Take a moment to consider just how unfortunate this mindset is. We live in a society that happiness and kindness are actually less accepted than mistreatment and struggle. This is a roadblock for many people, because they form an automatic distrust of those who are, in fact, the “good ones.”
So, how can we change this perception and actually accept the right love into our life after experiencing the wrong ones?
Develop love for yourself.
The most important relationship you’ll ever have, is with yourself. If that one isn’t healthy, none of your others will be. This will be a different process for each of us, as we all have different insecurities and past experiences, but the truth is that if we aren’t happy with ourselves, then we won’t ever be happy with someone else.

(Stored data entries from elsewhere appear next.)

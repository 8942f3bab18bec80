#![allow(non_snake_case)]

use crate::algebra::{
    CscMatrix, FloatT, ShapedMatrix, SparseFormatError, SymMatrixVectorMultiply, VectorMath,
};
use std::ops::{Index, IndexMut};

#[cfg(feature = "serde")]
use serde::{de::DeserializeOwned, Deserialize, Serialize};

/// Dense matrix in column major format
///
/// __Example usage__ : To construct the 3 x 3 matrix
/// ```text
/// A = [1.  3.  5.]
///     [2.  0.  6.]
///     [0.  4.  7.]
/// ```
///
/// ```no_run
/// use geigs::algebra::Matrix;
///
/// let A : Matrix<f64> = Matrix::new_from_slice(
///    (3, 3),
///    &[1., 2., 0., 3., 0., 4., 5., 6., 7.],
///  );
///
/// assert_eq!(A[(1, 2)], 6.);
/// ```
///
#[derive(Debug, Clone, PartialEq)]
#[cfg_attr(feature = "serde", derive(Serialize, Deserialize))]
#[cfg_attr(feature = "serde", serde(bound = "T: Serialize + DeserializeOwned"))]
pub struct Matrix<T = f64> {
    /// number of rows
    pub m: usize,
    /// number of columns
    pub n: usize,
    /// vector of data in column major format
    pub data: Vec<T>,
}

impl<T> Matrix<T>
where
    T: FloatT,
{
    pub fn zeros(size: (usize, usize)) -> Self {
        let (m, n) = size;
        let data = vec![T::zero(); m * n];
        Self { m, n, data }
    }

    pub fn identity(n: usize) -> Self {
        let mut mat = Matrix::zeros((n, n));
        for i in 0..n {
            mat[(i, i)] = T::one();
        }
        mat
    }

    pub fn from_diagonal(d: &[T]) -> Self {
        let mut mat = Matrix::zeros((d.len(), d.len()));
        for (i, &di) in d.iter().enumerate() {
            mat[(i, i)] = di;
        }
        mat
    }

    /// # Panics
    /// Panics if `src.len() != m * n`.
    pub fn new_from_slice(size: (usize, usize), src: &[T]) -> Self {
        let (m, n) = size;
        assert!(m * n == src.len());
        Self {
            m,
            n,
            data: src.to_vec(),
        }
    }

    /// Expands the upper triangle of a symmetric sparse matrix into
    /// full dense storage.
    pub fn from_csc_sym(A: &CscMatrix<T>) -> Result<Self, SparseFormatError> {
        A.check_symmetric_triu()?;
        let mut mat = Matrix::zeros((A.n, A.n));
        for col in 0..A.n {
            for ptr in A.colptr[col]..A.colptr[col + 1] {
                let row = A.rowval[ptr];
                mat[(row, col)] = A.nzval[ptr];
                mat[(col, row)] = A.nzval[ptr];
            }
        }
        Ok(mat)
    }

    pub fn data(&self) -> &[T] {
        &self.data
    }

    pub fn data_mut(&mut self) -> &mut [T] {
        &mut self.data
    }

    pub fn col_slice(&self, col: usize) -> &[T] {
        assert!(col < self.n);
        &self.data[(col * self.m)..(col + 1) * self.m]
    }

    pub fn col_slice_mut(&mut self, col: usize) -> &mut [T] {
        assert!(col < self.n);
        &mut self.data[(col * self.m)..(col + 1) * self.m]
    }

    /// Copy of the leading `ncols` columns
    pub fn left_cols(&self, ncols: usize) -> Self {
        assert!(ncols <= self.n);
        Self::new_from_slice((self.m, ncols), &self.data[0..self.m * ncols])
    }

    /// Largest absolute entry
    pub fn norm_inf(&self) -> T {
        self.data.norm_inf()
    }

    /// True if the matrix is symmetric within `tol` entrywise
    pub fn is_symmetric(&self, tol: T) -> bool {
        self.is_square()
            && (0..self.n).all(|c| (0..c).all(|r| T::abs(self[(r, c)] - self[(c, r)]) <= tol))
    }

    /// General matrix-vector product.  Produces `y = a*M*x + b*y`
    pub fn gemv(&self, y: &mut [T], x: &[T], a: T, b: T) {
        assert_eq!(x.len(), self.n);
        assert_eq!(y.len(), self.m);

        y.scale(b);
        for (col, &xc) in x.iter().enumerate() {
            y.axpby(a * xc, self.col_slice(col), T::one());
        }
    }

    /// Matrix product `self * B` using only the leading `k` columns of self
    /// and leading `k` rows of B.
    ///
    /// # Panics
    /// Panics if `k` exceeds either inner dimension.
    pub fn mul_leading(&self, B: &Matrix<T>, k: usize) -> Matrix<T> {
        assert!(k <= self.n && k <= B.m);
        let mut C = Matrix::zeros((self.m, B.n));
        for j in 0..B.n {
            let ccol = C.col_slice_mut(j);
            for i in 0..k {
                let bij = B[(i, j)];
                if bij != T::zero() {
                    ccol.axpby(bij, self.col_slice(i), T::one());
                }
            }
        }
        C
    }

    /// Matrix product `self * B`
    pub fn mul(&self, B: &Matrix<T>) -> Matrix<T> {
        assert_eq!(self.n, B.m);
        self.mul_leading(B, self.n)
    }

    /// Permute columns so that column `i` of the output is column
    /// `perm[i]` of the input.
    pub fn select_columns(&self, perm: &[usize]) -> Self {
        let mut out = Matrix::zeros((self.m, perm.len()));
        for (i, &p) in perm.iter().enumerate() {
            out.col_slice_mut(i).copy_from(self.col_slice(p));
        }
        out
    }

    #[inline]
    fn index_linear(&self, idx: (usize, usize)) -> usize {
        idx.0 + self.m * idx.1
    }
}

impl<T> IndexMut<(usize, usize)> for Matrix<T>
where
    T: FloatT,
{
    fn index_mut(&mut self, idx: (usize, usize)) -> &mut Self::Output {
        let lidx = self.index_linear(idx);
        &mut self.data[lidx]
    }
}

impl<T> Index<(usize, usize)> for Matrix<T>
where
    T: FloatT,
{
    type Output = T;
    fn index(&self, idx: (usize, usize)) -> &Self::Output {
        &self.data[self.index_linear(idx)]
    }
}

impl<T> ShapedMatrix for Matrix<T> {
    fn nrows(&self) -> usize {
        self.m
    }
    fn ncols(&self) -> usize {
        self.n
    }
}

impl<T: FloatT> SymMatrixVectorMultiply for Matrix<T> {
    type T = T;
    // full storage, so symv is just gemv
    fn symv(&self, y: &mut [T], x: &[T], a: T, b: T) {
        self.gemv(y, x, a, b);
    }
}

#[test]
fn test_matrix_products() {
    let A = Matrix::new_from_slice((2, 3), &[1., 4., 2., 5., 3., 6.]);
    let x = vec![1., 1., 1.];
    let mut y = vec![1., 1.];
    A.gemv(&mut y, &x, 1., -1.);
    assert_eq!(y, vec![5., 14.]);

    let B = Matrix::new_from_slice((3, 2), &[1., 0., 0., 0., 0., 1.]);
    let C = A.mul(&B);
    assert_eq!(C.data, vec![1., 4., 3., 6.]);

    let P = A.select_columns(&[2, 0]);
    assert_eq!(P.data, vec![3., 6., 1., 4.]);
}

#[test]
fn test_matrix_from_csc_sym() {
    let S = CscMatrix::tridiagonal_triu(&[2., 3.], &[-1.]);
    let M = Matrix::from_csc_sym(&S).unwrap();
    assert_eq!(M.data, vec![2., -1., -1., 3.]);
    assert!(M.is_symmetric(0.0));
}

Fulfillment, real fulfillment, comes from within. It does not come with acceptance or approval from others, because no matter what they say or how many compliments they give you, you will always be questioning how genuine they are being since you don’t hold these beliefs about yourself. I don’t mean the “selfie love” of our generation where we compliment ourselves on social media and show the world how great we are – I mean the type of inner confidence that never allows us to do that in the first place. Find it, and you will find happiness.
Want to know a good first step? Stop comparing yourself to others (and smile).
Understand that there are good people in the world.
This is where the foundation is built. If you automatically think that people in general are bad or unworthy of your trust, then you will be meeting every new situation with disdain and skepticism. I am not saying to blindly trust everyone you meet – of course they have to earn it. But, the ones who will, are out there.
The reality we create for ourselves is governed by our daily habits, surroundings, and observations. Perhaps your family wasn’t particularly close or loving during your developmental stages. Maybe you have been through bad relationships in the past. Maybe you have a lot of negative Facebook friends who won’t stop posting bad news. From this perspective, it is of course difficult to always find the silver lining or give people the benefit of the doubt.
All this means is that you need to put a little more effort into discovering the good in people. You aren’t going to trip over happiness in the street one day, you need to go out and find it. Talk to random strangers, remove those negative people from your life. Fill your mind with the words of the great. You will find what you focus on – and the good news is, you get to choose what that is.
Give love first.
To be loved, we have to be lovable. Being cold and shut off to people who care about you (or who could potentially care about you) will do nothing but push them away. I know this is difficult if you have a hard time trusting people, but nobody said developing happiness was going to be easy. We have to step outside of our comfort zone, because if we continue to stay inside it we will continue to get what we are already getting.
Give a friend a hug, give a compliment to a stranger, smile at someone who looks like they are having a tough day. Open yourself up and you will see just how quickly people respond positively to you. This should help you realize how true point #2 is.
Recognize that each situation is new and different.
One of the most difficult things for us to get past as humans is the fear of loss. We have all experienced it in one form or another, whether it be the passing of a pet or the leaving of a significant other. If it has been a pattern in your life, it is the most natural instinct to just assume it’s only going to happen again. Over and over.
This is akin to driving a car that breaks down, and then refusing to buy another car because you think that one is going to break down too. Emotionally, this may make sense – but life is not just about emotions. We have to consider the entirely separate entity that is the new car. Built by different people, with different parts, and an entirely different history.
The same goes for people – and someone new you may love who has never even met your ex(es), does not deserved to be shut out because of their actions. Recognize that Steve is not Mike and Susie is not Jennifer. Each one is an individual finding their way into your life, make your decisions based on them.
Learn to trust people.
If someone puts in time and effort for you, whether it be something big or small, it’s important to recognize their genuine intentions and trust when they tell you how much they care.
Someone who does not feel worthy of love will feel that these words or actions are hollow and perhaps have an ulterior motive behind them. This not only makes it impossible to trust them, but it also makes it impossible to receive the love they are trying to give to you.
If you have been lied to or betrayed in the past, making it difficult to open up and trust someone again, refer to point #4. Live in the moment. Accept the greatness that is around you right now, and let go of anything that is taking away your happiness.
Be careful when building walls to keep out the people who might hurt you, you could also be keeping out the ones that will make you happy. Don’t unlock the drawbridge for just anyone, but always make sure you keep the key close by.